三つ目の「Booster」クラスは、福島に行くことはできなくても、企業を目指す人たちをサポートしたいと考える方にオンラインコミュニティーに参加していただき、情報交換をしたり、さまざまな講座を受けていただきながら、起業家や仲間たちをサポートしていくプログラムになっています。
「Next Action→ Social Academia Project」のクラス
なんでも気軽に相談できる20代のメンバーが参加者をサポート
「Next Action→ Social Academia Project」に参加される方が安心して取り組めるよう、ソフトバンクから、10代の頃に震災を経験したメンバーが運営に参加予定です。
ソフトバンク株式会社 CSR本部
岩田 萌
岩手県出身。
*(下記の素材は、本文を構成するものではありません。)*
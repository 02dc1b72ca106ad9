//! Transfer configuration and safety limits.
//!
//! Defaults match the command-line defaults. A config file (JSON) may set
//! any subset of fields; flags given on the command line override it.

use serde::{Deserialize, Serialize};
use std::path::{Path, PathBuf};
use std::time::Duration;

use crate::error::{Error, Result};

pub const DEFAULT_SCALE: f64 = 0.7;
pub const DEFAULT_TIMEOUT_SECS: u64 = 600;
pub const DEFAULT_MAX_MEMORY_MB: u64 = 4096;
pub const DEFAULT_MAX_FRAMES: u32 = 10_000;
pub const DEFAULT_MAX_BONES: u32 = 1000;

/// Per-job resource limits enforced by the [`ResourceMonitor`](crate::monitor::ResourceMonitor).
#[derive(Debug, Clone, Copy, PartialEq, Eq, Serialize, Deserialize)]
pub struct Limits {
    /// Wall-clock budget for one engine run
    pub timeout: Duration,
    /// Resident memory cap for the engine process, in MB
    pub max_memory_mb: u64,
}

impl Limits {
    pub fn new(timeout: Duration, max_memory_mb: u64) -> Self {
        Self { timeout, max_memory_mb }
    }

    /// Memory cap in bytes.
    pub fn max_memory_bytes(&self) -> u64 {
        self.max_memory_mb.saturating_mul(1024 * 1024)
    }
}

impl Default for Limits {
    fn default() -> Self {
        Self {
            timeout: Duration::from_secs(DEFAULT_TIMEOUT_SECS),
            max_memory_mb: DEFAULT_MAX_MEMORY_MB,
        }
    }
}

/// Settings shared by every job of a run.
#[derive(Debug, Clone, PartialEq, Serialize, Deserialize)]
#[serde(default)]
pub struct TransferConfig {
    /// Uniform factor applied to bone translations
    pub scale: f64,
    pub timeout_secs: u64,
    pub max_memory_mb: u64,
    pub max_frames: u32,
    pub max_bones: u32,
    /// Engine executable; `None` resolves `blender` via PATH
    pub blender: Option<PathBuf>,
    pub continue_on_error: bool,
}

impl Default for TransferConfig {
    fn default() -> Self {
        Self {
            scale: DEFAULT_SCALE,
            timeout_secs: DEFAULT_TIMEOUT_SECS,
            max_memory_mb: DEFAULT_MAX_MEMORY_MB,
            max_frames: DEFAULT_MAX_FRAMES,
            max_bones: DEFAULT_MAX_BONES,
            blender: None,
            continue_on_error: false,
        }
    }
}

impl TransferConfig {
    /// Load a config file. Missing fields take their defaults.
    pub fn load(path: &Path) -> Result<Self> {
        let text = std::fs::read_to_string(path).map_err(|e| match e.kind() {
            std::io::ErrorKind::NotFound => Error::FileNotFound(path.to_path_buf()),
            _ => Error::Io(e),
        })?;
        let config: Self = serde_json::from_str(&text)?;
        Ok(config)
    }

    pub fn limits(&self) -> Limits {
        Limits::new(Duration::from_secs(self.timeout_secs), self.max_memory_mb)
    }

    /// Reject values the engine script cannot represent or that make no sense.
    ///
    /// A scale of exactly zero is accepted: it collapses translations to the
    /// origin, which is a legitimate (if odd) request.
    pub fn validate(&self) -> Result<()> {
        if !self.scale.is_finite() {
            return Err(Error::config(format!("scale must be finite, got {}", self.scale)));
        }
        if self.scale < 0.0 {
            return Err(Error::config(format!("scale must not be negative, got {}", self.scale)));
        }
        if self.timeout_secs == 0 {
            return Err(Error::config("timeout must be at least 1 second"));
        }
        if self.max_memory_mb == 0 {
            return Err(Error::config("max-memory must be at least 1 MB"));
        }
        if self.max_frames == 0 {
            return Err(Error::config("max-frames must be at least 1"));
        }
        if self.max_bones == 0 {
            return Err(Error::config("max-bones must be at least 1"));
        }
        Ok(())
    }
}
小学5年生当時東日本大震災を経験、その後2016にTOMODACHIプログラムに参加。現在大学3年生で、長期インターンとしてソフトバンクに勤務し、「Next Action→ Social Academia Project」の運営に従事。
運営に携わることになったきっかけとプロジェクトでの役割を教えてください。
私は高校2年生の時にTOMODACHIプログラムに参加し、そのつながりで今はソフトバンクの長期インターン生をしていて、自分が何かやりたいと思ったところに賛同してくださる大人の方や企業のありがたみをすごく感じることができました。そうした中で、自分も協力してもらうだけではなく、何か貢献したいという思いから、今回このプロジェクトに携わりたいと思ったのがきっかけです。
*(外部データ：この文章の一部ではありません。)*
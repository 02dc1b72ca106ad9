//! Best-effort parsing of the engine's standard output.
//!
//! The control script prints a handful of tagged lines between whatever the
//! engine itself logs:
//!
//! ```text
//! BONES source=["root","spine"]
//! BONES target=["root"]
//! RANGE first=1 last=240
//! PROGRESS frame=100/240
//! SUMMARY frames=240 bones=1 keyframes=720
//! WARNING unmapped bone skipped: tail.001
//! ERROR[NoArmatureFound:target] No target armature in scene
//! RESULT: SUCCESS
//! ```
//!
//! None of it is authoritative; the exit code decides success. These lines
//! only enrich the [`TransferResult`](crate::job::TransferResult).

use crate::job::{ArmatureRole, FailureKind, TransferStats};
use crate::retarget::{BoneMapping, FrameWindow};

pub const PROGRESS_TAG: &str = "PROGRESS";
pub const RANGE_TAG: &str = "RANGE";
pub const BONES_TAG: &str = "BONES";
pub const SUMMARY_TAG: &str = "SUMMARY";
pub const ERROR_TAG: &str = "ERROR[";
pub const RESULT_TAG: &str = "RESULT:";
pub const WARNING_TAG: &str = "WARNING ";

/// Classification of one stdout line.
#[derive(Debug, Clone, PartialEq)]
pub enum EngineLine {
    Progress { frame: u32, total: u32 },
    Range { first: i32, last: i32 },
    SourceBones(Vec<String>),
    TargetBones(Vec<String>),
    Summary { frames: u32, bones: u32, keyframes: u64 },
    Error { kind: FailureKind, detail: String },
    Result { success: bool },
    /// Recovered problem (unmapped bone, truncated range, ...)
    Warning(String),
    /// Anything else the engine printed
    Other,
}

impl EngineLine {
    pub fn parse(line: &str) -> Self {
        let line = line.trim();
        if let Some(rest) = line.strip_prefix(ERROR_TAG) {
            return parse_error(rest).unwrap_or(Self::Other);
        }
        if let Some(rest) = line.strip_prefix(RESULT_TAG) {
            return Self::Result { success: rest.trim() == "SUCCESS" };
        }
        if let Some(rest) = line.strip_prefix(WARNING_TAG) {
            return Self::Warning(rest.trim().to_string());
        }
        let Some((tag, rest)) = line.split_once(' ') else {
            return Self::Other;
        };
        let parsed = match tag {
            PROGRESS_TAG => parse_progress(rest),
            RANGE_TAG => parse_range(rest),
            BONES_TAG => parse_bones(rest),
            SUMMARY_TAG => parse_summary(rest),
            _ => None,
        };
        parsed.unwrap_or(Self::Other)
    }
}

/// Value of `key=` among whitespace-separated `key=value` fields.
fn field<'a>(rest: &'a str, key: &str) -> Option<&'a str> {
    rest.split_whitespace()
        .filter_map(|kv| kv.split_once('='))
        .find(|(k, _)| *k == key)
        .map(|(_, v)| v)
}

fn parse_progress(rest: &str) -> Option<EngineLine> {
    let (frame, total) = field(rest, "frame")?.split_once('/')?;
    Some(EngineLine::Progress {
        frame: frame.parse().ok()?,
        total: total.parse().ok()?,
    })
}

fn parse_range(rest: &str) -> Option<EngineLine> {
    Some(EngineLine::Range {
        first: field(rest, "first")?.parse().ok()?,
        last: field(rest, "last")?.parse().ok()?,
    })
}

fn parse_bones(rest: &str) -> Option<EngineLine> {
    // Bone names may contain spaces, so the JSON list is everything after `=`.
    let (side, json) = rest.split_once('=')?;
    let names: Vec<String> = serde_json::from_str(json.trim()).ok()?;
    match side.trim() {
        "source" => Some(EngineLine::SourceBones(names)),
        "target" => Some(EngineLine::TargetBones(names)),
        _ => None,
    }
}

fn parse_summary(rest: &str) -> Option<EngineLine> {
    Some(EngineLine::Summary {
        frames: field(rest, "frames")?.parse().ok()?,
        bones: field(rest, "bones")?.parse().ok()?,
        keyframes: field(rest, "keyframes")?.parse().ok()?,
    })
}

fn parse_error(rest: &str) -> Option<EngineLine> {
    let (tag, detail) = rest.split_once(']')?;
    let (name, qualifier) = match tag.split_once(':') {
        Some((name, q)) => (name, Some(q)),
        None => (tag, None),
    };
    let kind = match name {
        "NoArmatureFound" => FailureKind::NoArmatureFound {
            role: match qualifier {
                Some("source") => Some(ArmatureRole::Source),
                Some("target") => Some(ArmatureRole::Target),
                _ => None,
            },
        },
        "NoAnimationData" => FailureKind::NoAnimationData,
        "OutOfMemory" => FailureKind::OutOfMemory,
        _ => FailureKind::EngineInternalFailure,
    };
    Some(EngineLine::Error {
        kind,
        detail: detail.trim().to_string(),
    })
}

/// Everything recognized in one engine run's stdout.
#[derive(Debug, Clone, Default)]
pub struct EngineReport {
    pub last_progress: Option<(u32, u32)>,
    pub range: Option<(i32, i32)>,
    pub source_bones: Option<Vec<String>>,
    pub target_bones: Option<Vec<String>>,
    pub summary: Option<(u32, u32, u64)>,
    pub error: Option<(FailureKind, String)>,
    pub result: Option<bool>,
}

impl EngineReport {
    pub fn new() -> Self {
        Self::default()
    }

    /// Parse `line` and fold it into the report. Returns the classification.
    pub fn feed(&mut self, line: &str) -> EngineLine {
        let parsed = EngineLine::parse(line);
        match &parsed {
            EngineLine::Progress { frame, total } => self.last_progress = Some((*frame, *total)),
            EngineLine::Range { first, last } => self.range = Some((*first, *last)),
            EngineLine::SourceBones(names) => self.source_bones = Some(names.clone()),
            EngineLine::TargetBones(names) => self.target_bones = Some(names.clone()),
            EngineLine::Summary { frames, bones, keyframes } => {
                self.summary = Some((*frames, *bones, *keyframes));
            }
            // First error wins; later lines are usually fallout.
            EngineLine::Error { kind, detail } => {
                if self.error.is_none() {
                    self.error = Some((*kind, detail.clone()));
                }
            }
            EngineLine::Result { success } => self.result = Some(*success),
            EngineLine::Warning(_) | EngineLine::Other => {}
        }
        parsed
    }

    /// Bone mapping as reconstructed from the reported bone lists.
    pub fn mapping(&self) -> Option<BoneMapping> {
        match (&self.source_bones, &self.target_bones) {
            (Some(source), Some(target)) => Some(BoneMapping::intersect(source.as_slice(), target.as_slice())),
            _ => None,
        }
    }

    /// Counters for the job result, interpreted under the job's caps.
    pub fn stats(&self, max_frames: u32, max_bones: u32) -> TransferStats {
        let mut stats = TransferStats::default();

        if let Some(mapping) = self.mapping() {
            let (_, over) = mapping.split_at_cap(max_bones);
            stats.bones_mapped = count(mapping.len());
            stats.bones_unmapped = count(mapping.unmapped().len());
            stats.bones_over_cap = count(over);
        }
        if let Some((first, last)) = self.range {
            let window = FrameWindow::clamp(first, last, max_frames);
            stats.truncated = window.truncated();
        }
        // Without a summary the run ended early; progress is the last frame known done.
        match self.summary {
            Some((frames, _, keyframes)) => {
                stats.frames_processed = frames;
                stats.keyframes_written = keyframes;
            }
            None => stats.frames_processed = self.last_progress.map_or(0, |(frame, _)| frame),
        }
        stats
    }
}

fn count(n: usize) -> u32 {
    u32::try_from(n).unwrap_or(u32::MAX)
}

#[cfg(test)]
mod tests {
    use super::*;

    #[test]
    fn test_parse_tagged_lines() {
        assert_eq!(
            EngineLine::parse("PROGRESS frame=100/240"),
            EngineLine::Progress { frame: 100, total: 240 }
        );
        assert_eq!(
            EngineLine::parse("RANGE first=-4 last=12"),
            EngineLine::Range { first: -4, last: 12 }
        );
        assert_eq!(
            EngineLine::parse("SUMMARY frames=240 bones=31 keyframes=22320"),
            EngineLine::Summary { frames: 240, bones: 31, keyframes: 22320 }
        );
        assert_eq!(EngineLine::parse("RESULT: SUCCESS"), EngineLine::Result { success: true });
        assert_eq!(EngineLine::parse("RESULT: FAILED"), EngineLine::Result { success: false });
        assert_eq!(
            EngineLine::parse("WARNING unmapped bone skipped: tail"),
            EngineLine::Warning("unmapped bone skipped: tail".into())
        );
    }

    #[test]
    fn test_parse_bones_with_spaces() {
        let line = r#"BONES source=["upper arm.L", "root"]"#;
        assert_eq!(
            EngineLine::parse(line),
            EngineLine::SourceBones(vec!["upper arm.L".into(), "root".into()])
        );
    }

    #[test]
    fn test_parse_errors() {
        assert_eq!(
            EngineLine::parse("ERROR[NoArmatureFound:target] No target armature in scene"),
            EngineLine::Error {
                kind: FailureKind::NoArmatureFound { role: Some(ArmatureRole::Target) },
                detail: "No target armature in scene".into(),
            }
        );
        assert_eq!(
            EngineLine::parse("ERROR[NoAnimationData] nothing keyed"),
            EngineLine::Error { kind: FailureKind::NoAnimationData, detail: "nothing keyed".into() }
        );
        assert!(matches!(
            EngineLine::parse("ERROR[KeyError] 'pose'"),
            EngineLine::Error { kind: FailureKind::EngineInternalFailure, .. }
        ));
    }

    #[test]
    fn test_engine_noise_is_ignored() {
        assert_eq!(EngineLine::parse("Blender 4.2.1 LTS (hash 396f546c9d82 built 2024-08-19)"), EngineLine::Other);
        assert_eq!(EngineLine::parse("Read blend: \"/tmp/rig.blend\""), EngineLine::Other);
        assert_eq!(EngineLine::parse("PROGRESS garbage"), EngineLine::Other);
        assert_eq!(EngineLine::parse(""), EngineLine::Other);
    }

    #[test]
    fn test_stats_from_report() {
        let mut report = EngineReport::new();
        for line in [
            r#"BONES source=["root","spine","tail","head"]"#,
            r#"BONES target=["root","spine","head"]"#,
            "RANGE first=1 last=500",
            "PROGRESS frame=100/300",
            "SUMMARY frames=300 bones=2 keyframes=1800",
            "RESULT: SUCCESS",
        ] {
            report.feed(line);
        }

        let stats = report.stats(300, 2);
        assert_eq!(stats.bones_mapped, 3);
        assert_eq!(stats.bones_unmapped, 1);
        assert_eq!(stats.bones_over_cap, 1);
        assert!(stats.truncated);
        assert_eq!(stats.frames_processed, 300);
        assert_eq!(stats.keyframes_written, 1800);
        assert_eq!(report.last_progress, Some((100, 300)));
        assert_eq!(report.result, Some(true));
    }

    #[test]
    fn test_interrupted_run_counts_only_reported_frames() {
        let mut report = EngineReport::new();
        report.feed("RANGE first=1 last=5000");
        report.feed("PROGRESS frame=100/5000");
        report.feed("PROGRESS frame=200/5000");

        let stats = report.stats(10_000, 100);
        assert_eq!(stats.frames_processed, 200);
        assert_eq!(stats.keyframes_written, 0);
        assert!(!stats.truncated);

        let mut report = EngineReport::new();
        report.feed("RANGE first=1 last=5000");
        assert_eq!(report.stats(10_000, 100).frames_processed, 0);
    }

    #[test]
    fn test_first_error_wins() {
        let mut report = EngineReport::new();
        report.feed("ERROR[NoAnimationData] source armature has no keyed action");
        report.feed("ERROR[RuntimeError] context is incorrect");
        assert_eq!(report.error.map(|(k, _)| k), Some(FailureKind::NoAnimationData));
    }

    #[test]
    fn test_empty_report_stats() {
        let stats = EngineReport::new().stats(100, 100);
        assert_eq!(stats, TransferStats::default());
    }
}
私は岩手県出身ですが、福島にはTOMODACHIプログラムに一緒に参加した大切な仲間も住んでいて、震災を一緒に乗り越えてきた仲間として福島を守りたいという強い思いもあります。
役割としては学級委員というような立場で、参加者の身近な相談役として活動する予定です。参加してくださる方が何でも相談しやすいような空気感を作っていきたいなと思っています。
「Next Action→ Social Academia Project」をチャレンジの場として活用してほしい
最後に、参加者の皆さんに期待することなどを教えてください。
課題解決をしていく上で、その土地で「こういうことをやりたい」とか、「日本や世界に向けてこんなことがやりたい」などの思いがあると思うんですよね。そうした時に、チャレンジとして一歩踏み出してくれることが非常に重要で、そのためにこのプロジェクトをうまく使っていただきたいです。そこで自分がやりたいことや、やるべきことを社会と一緒にやっていくと大きな力を発揮するというところをまず感じていただければと思っています。
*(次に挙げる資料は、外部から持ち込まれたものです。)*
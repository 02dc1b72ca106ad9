//! Engine process orchestration.
//!
//! One [`Orchestrator::run`] call = one engine process:
//!
//! 1. render the control script into a temp file
//! 2. spawn `blender -b <target> --python-exit-code 1 --python <script>`
//! 3. stream stdout/stderr on reader threads, start the [`ResourceMonitor`]
//! 4. block in `wait()` until the engine exits or the monitor stops it
//! 5. build a [`TransferResult`] from stop reason, exit code and stdout
//!
//! The temp script is removed when the run returns, whatever the outcome.
//! An output file written during a failed run is removed as well.

use parking_lot::Mutex;
use std::collections::VecDeque;
use std::io::{BufRead, BufReader, Read, Write};
use std::path::{Path, PathBuf};
use std::process::{Command, ExitStatus, Stdio};
use std::sync::mpsc::{channel, Receiver, RecvTimeoutError, Sender};
use std::sync::Arc;
use std::thread::{self, JoinHandle};
use std::time::{Duration, Instant, SystemTime};

use tempfile::NamedTempFile;

use crate::error::{Error, Result};
use crate::job::{FailureKind, TransferJob, TransferResult};
use crate::monitor::{CancelToken, ProcessProbe, ResourceMonitor, StopReason, SystemProbe, KILL_GRACE, POLL_INTERVAL};
use crate::report::{EngineLine, EngineReport};
use crate::script::{ScriptGenerator, EXIT_NO_ANIMATION, EXIT_NO_ARMATURE};

/// Engine executable looked up on PATH when none is given.
pub const DEFAULT_ENGINE: &str = "blender";

/// Stderr lines kept for failure detail.
const STDERR_TAIL: usize = 20;

/// How to start the engine.
#[derive(Debug, Clone, PartialEq, Eq)]
pub struct EngineCommand {
    program: PathBuf,
}

impl EngineCommand {
    /// Use `program` as-is, without checking it exists.
    pub fn new(program: impl Into<PathBuf>) -> Self {
        Self { program: program.into() }
    }

    /// Resolve an explicit path, or `blender` on PATH.
    pub fn resolve(explicit: Option<&Path>) -> Result<Self> {
        let name = explicit.unwrap_or_else(|| Path::new(DEFAULT_ENGINE));
        let program = which::which(name).map_err(|e| Error::launch(name, e))?;
        tracing::debug!("engine executable: {}", program.display());
        Ok(Self { program })
    }

    pub fn program(&self) -> &Path {
        &self.program
    }

    fn command(&self, target: &Path, script: &Path) -> Command {
        let mut cmd = Command::new(&self.program);
        cmd.arg("-b")
            .arg(target)
            .args(["--python-exit-code", "1", "--python"])
            .arg(script)
            .stdin(Stdio::null())
            .stdout(Stdio::piped())
            .stderr(Stdio::piped());
        // Own process group: the monitor signals the engine together with
        // anything it spawns.
        #[cfg(unix)]
        {
            use std::os::unix::process::CommandExt;
            cmd.process_group(0);
        }
        cmd
    }
}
東日本大震災で揺れたのは地面だけではなく、東日本に生きる人々の価値観も揺さぶられたんじゃないでしょうか。そしてその価値観が揺さぶられた先に新しいものとか、新しい価値観、新しい幸せが作れるんじゃないかと思っています。震災当時10代だった皆さんは、本当に強い思いと力を持っていると思っていて、それはTOMODACHIプログラムを通して確信しています。そんな皆さん同士がつながりあい、思う存分チャレンジできる場を提供します。自信を持ってそのチャレンジの場を生かし切っていただきたいと思います。
何かをしたいという思いがあってもなかなか一歩踏み出せなかったり、一歩踏み出したいけど、受け皿がなくて諦めたり、そういう思いをしてきた子たちに、ぜひ思い切って参加してみてほしいと思います。そして、そういった一歩踏み出せた子たちが、どんどん地域の中で躍動していって、事業に踏み出して、それが避難区域になってしまったこの福島 小高や日本の課題を解決していくような事業に発展していけばいいなと思っています。それこそ若い人たちがやるからこそ周りの視点も変わっていくと思うので、どんどん成果を出して福島という場所のイメージも変えて、その中心にこのプロジェクトがあるといいなと思っています。